== Excerpted data
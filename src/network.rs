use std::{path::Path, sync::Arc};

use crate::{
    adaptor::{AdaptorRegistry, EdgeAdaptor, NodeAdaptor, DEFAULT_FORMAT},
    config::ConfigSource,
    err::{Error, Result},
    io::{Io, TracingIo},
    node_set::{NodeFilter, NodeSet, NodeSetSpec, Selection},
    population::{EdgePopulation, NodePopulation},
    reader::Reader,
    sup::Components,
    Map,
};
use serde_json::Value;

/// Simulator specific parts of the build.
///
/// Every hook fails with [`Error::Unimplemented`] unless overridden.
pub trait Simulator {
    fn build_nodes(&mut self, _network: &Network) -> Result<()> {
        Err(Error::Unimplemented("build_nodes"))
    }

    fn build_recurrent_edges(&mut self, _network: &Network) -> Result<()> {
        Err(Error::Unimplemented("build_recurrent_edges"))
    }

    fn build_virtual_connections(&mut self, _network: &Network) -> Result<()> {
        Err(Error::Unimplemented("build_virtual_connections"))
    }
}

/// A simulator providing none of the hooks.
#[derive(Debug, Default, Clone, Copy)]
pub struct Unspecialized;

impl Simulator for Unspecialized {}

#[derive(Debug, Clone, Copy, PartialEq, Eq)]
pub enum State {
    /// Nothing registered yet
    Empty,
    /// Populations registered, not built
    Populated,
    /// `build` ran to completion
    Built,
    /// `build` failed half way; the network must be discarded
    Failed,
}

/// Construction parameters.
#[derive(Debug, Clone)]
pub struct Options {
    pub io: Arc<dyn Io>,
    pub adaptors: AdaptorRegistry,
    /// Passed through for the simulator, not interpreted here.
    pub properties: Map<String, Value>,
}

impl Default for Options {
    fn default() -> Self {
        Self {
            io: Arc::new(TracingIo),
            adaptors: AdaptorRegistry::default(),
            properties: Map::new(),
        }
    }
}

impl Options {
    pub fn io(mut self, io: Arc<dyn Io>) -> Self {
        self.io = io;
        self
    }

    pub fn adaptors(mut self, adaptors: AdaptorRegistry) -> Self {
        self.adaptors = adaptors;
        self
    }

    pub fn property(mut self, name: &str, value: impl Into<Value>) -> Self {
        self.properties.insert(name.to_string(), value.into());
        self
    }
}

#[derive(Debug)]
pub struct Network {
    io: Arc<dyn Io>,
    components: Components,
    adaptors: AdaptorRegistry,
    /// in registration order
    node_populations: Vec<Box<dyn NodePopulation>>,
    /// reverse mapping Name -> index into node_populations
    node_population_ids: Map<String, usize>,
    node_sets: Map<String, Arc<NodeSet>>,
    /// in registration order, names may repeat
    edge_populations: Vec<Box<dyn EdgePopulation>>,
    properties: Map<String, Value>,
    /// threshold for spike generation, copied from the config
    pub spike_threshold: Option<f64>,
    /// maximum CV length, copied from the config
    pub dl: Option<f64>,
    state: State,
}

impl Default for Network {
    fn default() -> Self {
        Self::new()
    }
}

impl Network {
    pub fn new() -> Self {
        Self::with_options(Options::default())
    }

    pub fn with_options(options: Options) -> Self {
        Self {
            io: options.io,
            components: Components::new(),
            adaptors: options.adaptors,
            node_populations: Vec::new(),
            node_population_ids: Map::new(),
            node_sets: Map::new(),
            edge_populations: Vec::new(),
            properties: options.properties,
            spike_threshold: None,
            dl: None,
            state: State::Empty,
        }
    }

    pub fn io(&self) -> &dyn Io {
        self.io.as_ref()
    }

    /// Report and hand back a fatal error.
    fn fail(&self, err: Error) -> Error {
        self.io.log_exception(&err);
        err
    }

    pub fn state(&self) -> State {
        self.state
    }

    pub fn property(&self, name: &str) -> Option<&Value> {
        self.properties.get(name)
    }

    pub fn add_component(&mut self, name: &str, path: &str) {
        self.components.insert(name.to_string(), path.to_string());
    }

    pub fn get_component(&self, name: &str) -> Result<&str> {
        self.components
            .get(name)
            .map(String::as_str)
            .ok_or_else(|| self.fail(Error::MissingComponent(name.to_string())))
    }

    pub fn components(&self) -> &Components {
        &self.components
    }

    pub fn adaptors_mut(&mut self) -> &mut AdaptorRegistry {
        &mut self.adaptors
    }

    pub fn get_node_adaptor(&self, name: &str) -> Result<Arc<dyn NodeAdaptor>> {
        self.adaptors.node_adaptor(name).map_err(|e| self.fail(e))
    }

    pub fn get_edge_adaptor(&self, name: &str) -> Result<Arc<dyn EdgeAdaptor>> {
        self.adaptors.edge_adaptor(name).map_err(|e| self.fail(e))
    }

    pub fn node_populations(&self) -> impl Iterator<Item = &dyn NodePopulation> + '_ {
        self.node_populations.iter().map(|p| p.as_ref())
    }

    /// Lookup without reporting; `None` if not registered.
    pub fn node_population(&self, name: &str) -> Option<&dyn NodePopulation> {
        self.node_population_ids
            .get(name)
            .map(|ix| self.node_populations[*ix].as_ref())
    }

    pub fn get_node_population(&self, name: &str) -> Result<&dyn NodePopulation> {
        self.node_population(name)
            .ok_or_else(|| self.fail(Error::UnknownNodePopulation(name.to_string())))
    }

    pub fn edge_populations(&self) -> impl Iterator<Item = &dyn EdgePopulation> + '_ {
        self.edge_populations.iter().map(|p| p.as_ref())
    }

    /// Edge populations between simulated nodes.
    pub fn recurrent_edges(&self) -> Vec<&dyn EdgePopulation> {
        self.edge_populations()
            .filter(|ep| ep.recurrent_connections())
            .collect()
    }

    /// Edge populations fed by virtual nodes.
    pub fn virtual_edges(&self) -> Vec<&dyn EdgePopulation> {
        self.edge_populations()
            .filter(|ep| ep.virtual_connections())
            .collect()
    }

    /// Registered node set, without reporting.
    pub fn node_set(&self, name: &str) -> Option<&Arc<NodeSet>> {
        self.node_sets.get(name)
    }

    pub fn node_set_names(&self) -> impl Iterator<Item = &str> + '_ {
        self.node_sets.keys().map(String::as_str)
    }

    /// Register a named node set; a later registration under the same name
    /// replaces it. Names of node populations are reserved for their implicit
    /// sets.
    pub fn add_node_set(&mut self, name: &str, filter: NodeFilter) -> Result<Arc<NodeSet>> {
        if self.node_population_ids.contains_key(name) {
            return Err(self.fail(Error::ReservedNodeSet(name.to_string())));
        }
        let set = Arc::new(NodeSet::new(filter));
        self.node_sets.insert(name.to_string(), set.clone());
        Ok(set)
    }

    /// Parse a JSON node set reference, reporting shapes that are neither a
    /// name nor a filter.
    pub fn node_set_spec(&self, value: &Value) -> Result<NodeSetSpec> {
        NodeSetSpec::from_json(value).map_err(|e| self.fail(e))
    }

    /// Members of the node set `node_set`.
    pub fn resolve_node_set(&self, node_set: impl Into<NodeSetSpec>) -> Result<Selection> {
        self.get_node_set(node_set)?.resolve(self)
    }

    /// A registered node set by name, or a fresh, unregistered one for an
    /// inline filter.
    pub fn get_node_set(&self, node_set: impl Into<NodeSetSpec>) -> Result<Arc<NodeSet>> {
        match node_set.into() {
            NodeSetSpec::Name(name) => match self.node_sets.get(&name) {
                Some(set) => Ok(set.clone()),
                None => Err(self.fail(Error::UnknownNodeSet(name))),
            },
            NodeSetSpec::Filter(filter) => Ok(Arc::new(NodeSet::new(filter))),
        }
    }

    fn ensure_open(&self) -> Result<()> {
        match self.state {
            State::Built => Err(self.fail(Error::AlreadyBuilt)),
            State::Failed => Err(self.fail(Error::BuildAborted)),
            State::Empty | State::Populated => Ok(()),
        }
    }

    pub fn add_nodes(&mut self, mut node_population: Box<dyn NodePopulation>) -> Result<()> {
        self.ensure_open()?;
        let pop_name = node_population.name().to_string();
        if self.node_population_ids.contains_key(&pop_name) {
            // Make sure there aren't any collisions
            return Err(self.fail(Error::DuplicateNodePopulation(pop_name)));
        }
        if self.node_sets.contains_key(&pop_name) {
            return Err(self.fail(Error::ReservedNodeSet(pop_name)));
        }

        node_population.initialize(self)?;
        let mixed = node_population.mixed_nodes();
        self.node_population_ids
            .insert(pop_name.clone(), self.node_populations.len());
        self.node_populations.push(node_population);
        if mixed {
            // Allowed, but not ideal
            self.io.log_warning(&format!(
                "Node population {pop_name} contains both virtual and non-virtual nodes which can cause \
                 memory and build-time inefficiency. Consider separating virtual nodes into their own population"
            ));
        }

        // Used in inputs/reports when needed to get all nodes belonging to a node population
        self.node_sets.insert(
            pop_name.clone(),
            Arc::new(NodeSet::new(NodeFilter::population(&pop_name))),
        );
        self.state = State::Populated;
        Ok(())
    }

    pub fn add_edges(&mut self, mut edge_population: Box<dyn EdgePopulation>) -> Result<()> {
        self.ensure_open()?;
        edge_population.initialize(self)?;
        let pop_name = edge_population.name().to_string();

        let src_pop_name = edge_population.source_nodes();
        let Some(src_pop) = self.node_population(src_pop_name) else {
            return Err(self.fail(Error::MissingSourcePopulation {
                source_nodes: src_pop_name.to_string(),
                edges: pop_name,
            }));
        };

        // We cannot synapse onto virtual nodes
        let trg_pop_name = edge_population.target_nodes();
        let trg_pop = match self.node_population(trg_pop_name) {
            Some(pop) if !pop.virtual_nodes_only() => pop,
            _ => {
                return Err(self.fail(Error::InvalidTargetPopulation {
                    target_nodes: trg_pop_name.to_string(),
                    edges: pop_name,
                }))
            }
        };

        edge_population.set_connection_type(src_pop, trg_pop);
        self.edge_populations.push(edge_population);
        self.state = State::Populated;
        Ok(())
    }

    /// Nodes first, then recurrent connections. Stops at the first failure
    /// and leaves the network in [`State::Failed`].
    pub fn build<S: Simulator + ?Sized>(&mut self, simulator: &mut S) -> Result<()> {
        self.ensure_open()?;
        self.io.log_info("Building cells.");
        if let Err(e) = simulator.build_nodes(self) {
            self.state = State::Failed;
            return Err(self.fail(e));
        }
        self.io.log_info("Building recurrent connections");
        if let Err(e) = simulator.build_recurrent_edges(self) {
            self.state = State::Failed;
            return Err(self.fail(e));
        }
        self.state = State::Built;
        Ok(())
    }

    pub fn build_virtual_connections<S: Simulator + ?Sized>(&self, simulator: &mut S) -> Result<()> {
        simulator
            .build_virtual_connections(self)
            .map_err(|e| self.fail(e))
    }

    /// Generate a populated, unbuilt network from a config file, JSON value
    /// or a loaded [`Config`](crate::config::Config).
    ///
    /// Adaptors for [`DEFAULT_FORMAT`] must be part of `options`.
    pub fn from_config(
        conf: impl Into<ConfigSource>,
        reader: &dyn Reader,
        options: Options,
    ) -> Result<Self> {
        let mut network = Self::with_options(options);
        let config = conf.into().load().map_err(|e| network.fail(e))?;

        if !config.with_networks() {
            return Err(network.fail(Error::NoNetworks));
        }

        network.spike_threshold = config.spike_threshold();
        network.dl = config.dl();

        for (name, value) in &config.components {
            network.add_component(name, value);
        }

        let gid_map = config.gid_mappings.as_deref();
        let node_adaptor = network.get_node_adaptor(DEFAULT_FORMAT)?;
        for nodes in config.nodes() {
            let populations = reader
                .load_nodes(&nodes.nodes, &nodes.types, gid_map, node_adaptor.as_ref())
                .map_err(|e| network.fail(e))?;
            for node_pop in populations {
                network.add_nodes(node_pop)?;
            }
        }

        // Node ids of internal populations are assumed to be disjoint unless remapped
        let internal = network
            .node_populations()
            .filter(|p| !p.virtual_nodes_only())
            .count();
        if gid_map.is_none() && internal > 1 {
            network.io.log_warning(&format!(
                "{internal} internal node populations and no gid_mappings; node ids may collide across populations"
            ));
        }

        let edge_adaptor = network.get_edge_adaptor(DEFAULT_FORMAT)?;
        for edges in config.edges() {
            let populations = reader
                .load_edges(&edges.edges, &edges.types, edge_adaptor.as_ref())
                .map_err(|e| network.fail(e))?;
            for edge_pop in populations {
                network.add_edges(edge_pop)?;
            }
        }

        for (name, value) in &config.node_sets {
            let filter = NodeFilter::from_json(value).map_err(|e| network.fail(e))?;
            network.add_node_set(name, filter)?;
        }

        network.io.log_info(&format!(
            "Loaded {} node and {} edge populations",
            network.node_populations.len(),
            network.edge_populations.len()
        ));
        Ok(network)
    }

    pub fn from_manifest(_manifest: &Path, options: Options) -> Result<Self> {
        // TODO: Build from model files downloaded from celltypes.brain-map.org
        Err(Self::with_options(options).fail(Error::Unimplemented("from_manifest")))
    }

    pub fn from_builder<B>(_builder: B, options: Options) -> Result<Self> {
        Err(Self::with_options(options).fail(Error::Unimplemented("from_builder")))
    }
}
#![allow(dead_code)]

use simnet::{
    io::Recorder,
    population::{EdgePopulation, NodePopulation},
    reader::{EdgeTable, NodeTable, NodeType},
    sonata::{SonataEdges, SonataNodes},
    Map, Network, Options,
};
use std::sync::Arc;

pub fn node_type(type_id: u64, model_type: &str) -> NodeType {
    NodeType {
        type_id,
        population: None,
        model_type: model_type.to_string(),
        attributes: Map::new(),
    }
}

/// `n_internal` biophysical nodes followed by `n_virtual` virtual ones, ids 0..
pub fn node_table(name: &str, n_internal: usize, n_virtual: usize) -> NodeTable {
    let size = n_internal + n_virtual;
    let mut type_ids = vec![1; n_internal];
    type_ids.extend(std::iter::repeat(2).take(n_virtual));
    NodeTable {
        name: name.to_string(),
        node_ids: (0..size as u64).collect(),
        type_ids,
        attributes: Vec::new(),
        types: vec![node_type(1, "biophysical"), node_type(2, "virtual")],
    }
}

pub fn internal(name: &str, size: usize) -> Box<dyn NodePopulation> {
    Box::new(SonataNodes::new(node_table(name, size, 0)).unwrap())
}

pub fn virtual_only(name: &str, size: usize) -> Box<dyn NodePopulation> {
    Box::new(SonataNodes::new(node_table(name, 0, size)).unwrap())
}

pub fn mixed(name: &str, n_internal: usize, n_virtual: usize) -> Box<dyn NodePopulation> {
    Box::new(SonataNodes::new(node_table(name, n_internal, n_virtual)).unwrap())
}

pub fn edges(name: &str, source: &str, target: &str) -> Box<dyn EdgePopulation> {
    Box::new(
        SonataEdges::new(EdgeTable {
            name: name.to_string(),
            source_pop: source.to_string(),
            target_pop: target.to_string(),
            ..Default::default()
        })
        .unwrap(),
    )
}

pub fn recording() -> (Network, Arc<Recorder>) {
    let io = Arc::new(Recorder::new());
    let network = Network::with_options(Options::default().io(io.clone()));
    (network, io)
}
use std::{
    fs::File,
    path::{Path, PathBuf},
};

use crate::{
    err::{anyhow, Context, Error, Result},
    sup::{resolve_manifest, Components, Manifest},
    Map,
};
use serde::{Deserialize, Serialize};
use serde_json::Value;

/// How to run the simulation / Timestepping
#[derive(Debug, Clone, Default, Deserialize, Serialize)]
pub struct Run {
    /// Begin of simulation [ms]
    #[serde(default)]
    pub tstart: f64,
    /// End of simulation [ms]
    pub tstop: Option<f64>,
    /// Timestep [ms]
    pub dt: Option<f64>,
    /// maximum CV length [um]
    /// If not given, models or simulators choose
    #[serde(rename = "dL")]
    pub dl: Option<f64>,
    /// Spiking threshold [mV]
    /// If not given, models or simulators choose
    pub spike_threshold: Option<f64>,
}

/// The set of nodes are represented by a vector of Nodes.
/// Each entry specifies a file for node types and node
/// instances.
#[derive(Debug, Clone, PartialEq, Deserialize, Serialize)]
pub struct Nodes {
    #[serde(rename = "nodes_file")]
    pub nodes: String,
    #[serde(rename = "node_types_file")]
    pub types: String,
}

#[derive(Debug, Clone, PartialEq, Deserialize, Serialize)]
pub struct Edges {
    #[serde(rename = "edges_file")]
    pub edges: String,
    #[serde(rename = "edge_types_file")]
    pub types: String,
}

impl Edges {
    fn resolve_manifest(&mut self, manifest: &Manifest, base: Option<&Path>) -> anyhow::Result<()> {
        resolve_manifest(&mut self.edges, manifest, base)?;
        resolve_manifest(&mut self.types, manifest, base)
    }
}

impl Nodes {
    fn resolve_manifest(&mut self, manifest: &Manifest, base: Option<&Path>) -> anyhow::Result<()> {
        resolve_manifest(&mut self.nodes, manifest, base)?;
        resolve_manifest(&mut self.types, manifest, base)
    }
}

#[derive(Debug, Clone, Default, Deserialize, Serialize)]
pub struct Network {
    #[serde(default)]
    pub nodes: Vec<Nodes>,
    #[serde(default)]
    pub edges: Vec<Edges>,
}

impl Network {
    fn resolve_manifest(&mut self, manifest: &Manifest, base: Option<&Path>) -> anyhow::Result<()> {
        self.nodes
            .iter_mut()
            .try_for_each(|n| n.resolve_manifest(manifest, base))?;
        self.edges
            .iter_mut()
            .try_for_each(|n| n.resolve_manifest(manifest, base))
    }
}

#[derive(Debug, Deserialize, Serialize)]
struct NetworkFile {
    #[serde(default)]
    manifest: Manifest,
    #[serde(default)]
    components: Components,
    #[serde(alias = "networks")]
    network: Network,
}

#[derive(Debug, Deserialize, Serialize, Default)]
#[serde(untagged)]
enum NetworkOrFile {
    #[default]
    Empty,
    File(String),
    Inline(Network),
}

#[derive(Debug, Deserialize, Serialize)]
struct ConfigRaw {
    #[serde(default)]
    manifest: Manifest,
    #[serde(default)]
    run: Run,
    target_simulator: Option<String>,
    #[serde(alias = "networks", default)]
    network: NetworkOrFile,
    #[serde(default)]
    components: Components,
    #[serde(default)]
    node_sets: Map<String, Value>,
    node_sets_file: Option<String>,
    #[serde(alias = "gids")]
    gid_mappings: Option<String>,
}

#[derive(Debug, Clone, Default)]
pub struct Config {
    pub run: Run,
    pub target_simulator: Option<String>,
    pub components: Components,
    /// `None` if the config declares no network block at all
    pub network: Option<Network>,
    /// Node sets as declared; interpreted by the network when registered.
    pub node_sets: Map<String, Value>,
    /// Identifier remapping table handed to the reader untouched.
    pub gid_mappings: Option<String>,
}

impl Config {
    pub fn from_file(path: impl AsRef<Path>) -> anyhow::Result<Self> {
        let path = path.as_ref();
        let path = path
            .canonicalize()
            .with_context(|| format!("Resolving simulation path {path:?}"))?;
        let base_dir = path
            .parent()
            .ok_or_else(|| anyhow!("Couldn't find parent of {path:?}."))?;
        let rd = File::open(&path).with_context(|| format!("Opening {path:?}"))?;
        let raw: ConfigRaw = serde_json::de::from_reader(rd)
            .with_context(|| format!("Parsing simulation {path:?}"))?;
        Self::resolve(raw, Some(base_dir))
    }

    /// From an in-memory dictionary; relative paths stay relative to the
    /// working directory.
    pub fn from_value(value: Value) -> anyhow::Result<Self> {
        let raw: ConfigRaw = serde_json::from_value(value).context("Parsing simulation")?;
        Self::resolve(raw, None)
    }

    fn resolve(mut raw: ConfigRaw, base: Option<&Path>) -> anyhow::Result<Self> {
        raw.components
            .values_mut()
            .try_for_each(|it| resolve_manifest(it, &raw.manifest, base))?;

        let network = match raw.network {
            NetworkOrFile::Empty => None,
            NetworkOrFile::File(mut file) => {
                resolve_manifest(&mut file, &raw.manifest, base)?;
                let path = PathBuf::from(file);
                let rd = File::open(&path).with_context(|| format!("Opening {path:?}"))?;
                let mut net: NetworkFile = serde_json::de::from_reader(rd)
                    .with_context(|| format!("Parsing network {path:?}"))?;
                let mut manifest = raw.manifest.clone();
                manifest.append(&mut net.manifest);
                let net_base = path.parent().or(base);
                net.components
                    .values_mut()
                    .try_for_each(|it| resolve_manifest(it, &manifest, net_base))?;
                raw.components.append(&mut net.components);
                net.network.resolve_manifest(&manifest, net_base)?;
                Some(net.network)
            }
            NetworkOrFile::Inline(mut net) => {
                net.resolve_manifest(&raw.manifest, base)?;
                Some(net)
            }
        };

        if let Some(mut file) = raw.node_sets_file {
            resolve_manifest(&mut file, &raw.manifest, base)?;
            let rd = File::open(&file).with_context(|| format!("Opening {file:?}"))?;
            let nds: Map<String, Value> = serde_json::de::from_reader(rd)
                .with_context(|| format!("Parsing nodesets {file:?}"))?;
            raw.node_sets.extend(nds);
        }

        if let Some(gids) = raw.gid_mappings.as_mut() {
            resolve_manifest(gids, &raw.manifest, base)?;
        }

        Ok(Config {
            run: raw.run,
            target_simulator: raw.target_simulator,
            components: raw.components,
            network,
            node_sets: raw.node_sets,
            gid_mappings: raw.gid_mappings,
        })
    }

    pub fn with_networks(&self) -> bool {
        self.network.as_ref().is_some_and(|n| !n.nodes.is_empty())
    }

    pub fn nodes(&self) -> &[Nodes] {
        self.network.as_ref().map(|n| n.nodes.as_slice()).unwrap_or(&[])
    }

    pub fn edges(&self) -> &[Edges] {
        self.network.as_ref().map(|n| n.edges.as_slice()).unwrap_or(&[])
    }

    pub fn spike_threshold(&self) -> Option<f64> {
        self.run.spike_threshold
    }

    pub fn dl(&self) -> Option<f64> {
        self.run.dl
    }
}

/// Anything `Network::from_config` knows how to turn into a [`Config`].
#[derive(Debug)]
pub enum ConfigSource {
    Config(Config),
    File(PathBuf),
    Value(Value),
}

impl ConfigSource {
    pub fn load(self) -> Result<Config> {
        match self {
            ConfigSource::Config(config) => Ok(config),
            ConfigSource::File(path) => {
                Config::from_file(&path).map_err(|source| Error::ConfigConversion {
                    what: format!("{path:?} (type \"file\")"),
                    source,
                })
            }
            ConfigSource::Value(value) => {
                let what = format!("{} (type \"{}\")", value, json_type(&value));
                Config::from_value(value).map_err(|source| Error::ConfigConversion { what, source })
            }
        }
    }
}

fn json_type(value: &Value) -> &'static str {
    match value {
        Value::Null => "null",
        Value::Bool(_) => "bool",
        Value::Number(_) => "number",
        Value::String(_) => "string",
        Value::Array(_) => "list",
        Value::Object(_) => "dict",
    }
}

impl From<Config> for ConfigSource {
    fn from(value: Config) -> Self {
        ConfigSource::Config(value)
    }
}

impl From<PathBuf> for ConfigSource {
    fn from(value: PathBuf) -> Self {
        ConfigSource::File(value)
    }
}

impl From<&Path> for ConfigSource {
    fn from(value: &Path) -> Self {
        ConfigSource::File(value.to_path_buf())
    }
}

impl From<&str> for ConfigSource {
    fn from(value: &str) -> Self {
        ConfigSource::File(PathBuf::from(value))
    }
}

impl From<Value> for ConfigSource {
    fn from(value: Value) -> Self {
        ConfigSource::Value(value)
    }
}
====
### Problem details
Return every line above that contains the word "properties".

### Exercise answer
    pub properties: Map<String, Value>,
            properties: Map::new(),
        self.properties.insert(name.to_string(), value.into());
    properties: Map<String, Value>,
            properties: options.properties,
        self.properties.get(name)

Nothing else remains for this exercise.